大腸菌の学名(ラテン名)は、 Escherichia coli で、
E. coli(イーコリ)と略称することもあります。
大腸菌は、菌の表面にある抗原に基づいて分類されます。
大腸菌の表面にある抗原は、O抗原とH抗原があります。
O抗原は外膜のリポ多糖由来のもので、H抗原はべん毛由来のものです。
O-157は、O抗原としては157番目に発見されたものを持つ菌というこで、
O抗原は現在約180種類ほどに分類されています。
H抗原は約70種類に分類されていて、
このO抗原とH抗原を組み合わせて、
分類されています。
例えばO-157については、
「O157:H7」と「O157:H-」という2種類があります。
レバ刺しでは、病原性大腸菌のリスクを除くことができないので、
加熱しないものは出せなくなりました。
その為、代用として出されるようになったのが、
豚のレバ刺しです。
しかしこの豚のレバ刺しも、
食中毒やE型肝炎発症のリスクが高いということで
禁止になるようです。
E型肝炎は、
ウイルス性肝炎の一種で、
E型肝炎ウイルスと呼ばれる接触感染性ウイルスによって起こります。
豚のレバーには、このE型肝炎ウイルスがいるようです。
潜伏期間は15日〜7週間とされていますので、
感染した原因がわかりにくいようです。
また、感染しても症状が認められることはそれほどないく、
自然消失・自然治癒が見られ、致死率は低いとされています。
ですので、それほど畏れる必要は無いのですが、
時折、重症な急性肝疾患に進展し、
致命的となることがあります。
牛レバーや豚レバーの他にも、
「今後は鳥や馬の生食についても食べ方の基準づくりを検討するほか、
ジビエと呼ばれる野生動物の生肉についても生食をしないよう指導を徹底する。
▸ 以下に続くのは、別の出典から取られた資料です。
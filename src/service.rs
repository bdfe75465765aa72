use chrono::NaiveDate;
use tracing::{debug, info, warn};

use crate::error::LedgerError;
use crate::ledger;
use crate::models::{
    normalize_email, AttendanceRecord, BatchFailure, BatchOutcome, ClassFilter, ClassPending,
    LedgerStats, NaturalKey, RecordMode, RedemptionSummary, Role, StudentAggregate, StudentRef,
    UserProfile,
};
use crate::store::RowStore;

/// Who is asking. Resolved once per request and handed to every query.
#[derive(Debug, Clone)]
pub struct Session {
    pub email: String,
    pub profile: UserProfile,
}

impl Session {
    pub fn new(profile: UserProfile) -> Self {
        Self {
            email: profile.email.clone(),
            profile,
        }
    }

    pub fn is_admin(&self) -> bool {
        self.profile.role == Role::Admin
    }

    pub fn can_access(&self, class: &str) -> bool {
        self.is_admin() || self.profile.classes.iter().any(|c| c == class)
    }

    /// Admins may ask for anything. Teachers may ask for their own classes,
    /// and `*` narrows to those classes.
    pub fn authorize(&self, filter: &ClassFilter) -> Result<(), LedgerError> {
        if self.is_admin() {
            return Ok(());
        }
        if self.profile.classes.is_empty() {
            return Err(LedgerError::Forbidden(format!(
                "{} has no classes assigned",
                self.email
            )));
        }
        match filter {
            ClassFilter::All => Ok(()),
            ClassFilter::Class(class) if self.can_access(class) => Ok(()),
            ClassFilter::Class(class) => Err(LedgerError::Forbidden(format!(
                "{} may not access class {class}",
                self.email
            ))),
        }
    }
}

/// One entry of a batch redemption; each entry may carry its own date.
#[derive(Debug, Clone)]
pub struct RedeemRequest {
    pub key: NaturalKey,
    pub redeem_date: NaiveDate,
}

pub struct LedgerService<S> {
    store: S,
    threshold: usize,
}

impl<S: RowStore> LedgerService<S> {
    pub fn new(store: S, threshold: usize) -> Self {
        Self { store, threshold }
    }

    pub fn threshold(&self) -> usize {
        self.threshold
    }

    pub fn store(&self) -> &S {
        &self.store
    }

    pub async fn session(&self, email: &str) -> Result<Session, LedgerError> {
        let email = normalize_email(email);
        if email.is_empty() {
            return Err(LedgerError::validation("email is required"));
        }
        let profile = self.store.user_profile(&email).await?;
        Ok(Session::new(profile))
    }

    /// Fetches the rows the session may see for `filter`.
    pub async fn visible_records(
        &self,
        session: &Session,
        filter: &ClassFilter,
    ) -> Result<Vec<AttendanceRecord>, LedgerError> {
        session.authorize(filter)?;
        let mut records = self.store.fetch_records(filter).await?;
        if !session.is_admin() {
            records.retain(|r| session.can_access(&r.class));
        }
        debug!(email = %session.email, %filter, rows = records.len(), "snapshot");
        Ok(records)
    }

    pub async fn classes(&self) -> Result<Vec<String>, LedgerError> {
        self.store.list_classes().await
    }

    pub async fn students_by_class(&self, class: &str) -> Result<Vec<StudentRef>, LedgerError> {
        let class = class.trim();
        if class.is_empty() {
            return Err(LedgerError::validation("class is required"));
        }
        self.store.list_students(&ClassFilter::parse(class)).await
    }

    pub async fn all_students(&self, session: &Session) -> Result<Vec<StudentRef>, LedgerError> {
        session.authorize(&ClassFilter::All)?;
        let mut students = self.store.list_students(&ClassFilter::All).await?;
        students.retain(|s| session.can_access(&s.class));
        Ok(students)
    }

    pub async fn stats(
        &self,
        session: &Session,
        filter: &ClassFilter,
    ) -> Result<LedgerStats, LedgerError> {
        let records = self.visible_records(session, filter).await?;
        Ok(ledger::compute_stats(&records, filter, self.threshold))
    }

    pub async fn achieved_students(
        &self,
        session: &Session,
        filter: &ClassFilter,
    ) -> Result<Vec<StudentAggregate>, LedgerError> {
        let records = self.visible_records(session, filter).await?;
        Ok(ledger::achieved_students(&records, filter, self.threshold))
    }

    pub async fn unredeemed_records(
        &self,
        session: &Session,
        filter: &ClassFilter,
    ) -> Result<Vec<AttendanceRecord>, LedgerError> {
        let records = self.visible_records(session, filter).await?;
        Ok(ledger::unredeemed_records(&records))
    }

    pub async fn class_details(
        &self,
        session: &Session,
        class: &str,
    ) -> Result<Vec<AttendanceRecord>, LedgerError> {
        let filter = ClassFilter::parse(class);
        if filter == ClassFilter::All {
            return Err(LedgerError::validation("details need a single class"));
        }
        let records = self.visible_records(session, &filter).await?;
        Ok(ledger::class_details(&records, class.trim()))
    }

    pub async fn redemption_summary(
        &self,
        session: &Session,
        filter: &ClassFilter,
    ) -> Result<RedemptionSummary, LedgerError> {
        let records = self.visible_records(session, filter).await?;
        Ok(ledger::redemption_summary(&records, filter))
    }

    pub async fn pending_report(
        &self,
        session: &Session,
        filter: &ClassFilter,
    ) -> Result<Vec<ClassPending>, LedgerError> {
        let records = self.visible_records(session, filter).await?;
        Ok(ledger::pending_by_class(&records, filter))
    }

    pub async fn record_attendance(
        &self,
        session: &Session,
        entry: AttendanceRecord,
        mode: RecordMode,
    ) -> Result<(), LedgerError> {
        let entry = ledger::validate_entry(entry)?;
        session.authorize(&ClassFilter::Class(entry.class.clone()))?;

        self.store
            .register_student(&StudentRef::new(&entry.student_name, &entry.class))
            .await?;
        self.store
            .insert_record(&entry, mode, &session.email)
            .await?;

        info!(key = %entry.key(), redeemed = entry.redeemed, by = %session.email, "attendance recorded");
        Ok(())
    }

    pub async fn update_redeem_status(
        &self,
        session: &Session,
        key: &NaturalKey,
        redeem_date: NaiveDate,
    ) -> Result<(), LedgerError> {
        session.authorize(&ClassFilter::Class(key.class.clone()))?;
        self.store.update_redeem(key, redeem_date).await?;
        info!(%key, %redeem_date, by = %session.email, "redeem status updated");
        Ok(())
    }

    /// Applies each update in order, one store round trip per entry.
    ///
    /// Missing or forbidden keys are collected as failures and the batch
    /// moves on. A store outage stops the batch; updates already issued stay
    /// applied.
    pub async fn batch_update_redeem_status(
        &self,
        session: &Session,
        requests: &[RedeemRequest],
    ) -> Result<BatchOutcome, LedgerError> {
        let mut outcome = BatchOutcome::default();

        for request in requests {
            match self
                .update_redeem_status(session, &request.key, request.redeem_date)
                .await
            {
                Ok(()) => outcome.applied_count += 1,
                Err(e @ (LedgerError::NotFound(_) | LedgerError::Forbidden(_))) => {
                    warn!(key = %request.key, "batch entry skipped: {e}");
                    outcome.failed.push(BatchFailure {
                        key: request.key.clone(),
                        reason: e.to_string(),
                    });
                }
                Err(LedgerError::UpstreamUnavailable(message)) => {
                    return Err(LedgerError::UpstreamUnavailable(format!(
                        "{message} (batch stopped after {} applied)",
                        outcome.applied_count
                    )));
                }
                Err(e) => return Err(e),
            }
        }

        info!(
            applied = outcome.applied_count,
            failed = outcome.failed.len(),
            by = %session.email,
            "batch redeem finished"
        );
        Ok(outcome)
    }
}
」
とのことで、生食は厳しくなりそうです。
記事にはありませんが、
そのうち、魚の刺身も、
規制が出てくるかもしれません。
豚の肝臓は、
加水分解物が、
医薬品や健康食品としても利用されています。
肝臓の加水分解物は、
肝機能改善作用があると言われています。
一方では肝炎になり、
一方では肝臓の治療に使われるというのも
考えてみれば不思議なものです。